-- Data provided follows --

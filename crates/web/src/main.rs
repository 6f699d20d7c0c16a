use std::sync::Arc;

use shelf_web::{Config, Server, Storage, handlers};
use tracing::info;
use tracing_subscriber::EnvFilter;

#[tokio::main]
async fn main() -> Result<(), Box<dyn std::error::Error>> {
    let config = Config::load()?;

    let filter = EnvFilter::try_from_default_env().unwrap_or_else(|_| EnvFilter::new(&config.log_level));
    tracing_subscriber::fmt().with_env_filter(filter).with_target(false).init();

    info!(
        listen = %config.listen,
        directory = ?config.directory,
        max_connections = config.max_connections,
        max_request_bytes = config.max_request_bytes,
        "starting shelf"
    );

    let storage = Arc::new(Storage::new(config.directory.clone()));
    let server = Server::builder()
        .address(config.listen.as_str())
        .router(handlers::routes(storage))
        .max_connections(config.max_connections)
        .connection_config(config.connection_config())
        .build()?;

    server.start().await?;
    Ok(())
}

-- Data provided concluded --

Answer with the exact lines running from the one that contains "let storage = Arc::new(Storage::new(config.directory.clone()));" through the last line of the data. Include no other line.

    let storage = Arc::new(Storage::new(config.directory.clone()));
    let server = Server::builder()
        .address(config.listen.as_str())
        .router(handlers::routes(storage))
        .max_connections(config.max_connections)
        .connection_config(config.connection_config())
        .build()?;

    server.start().await?;
    Ok(())
}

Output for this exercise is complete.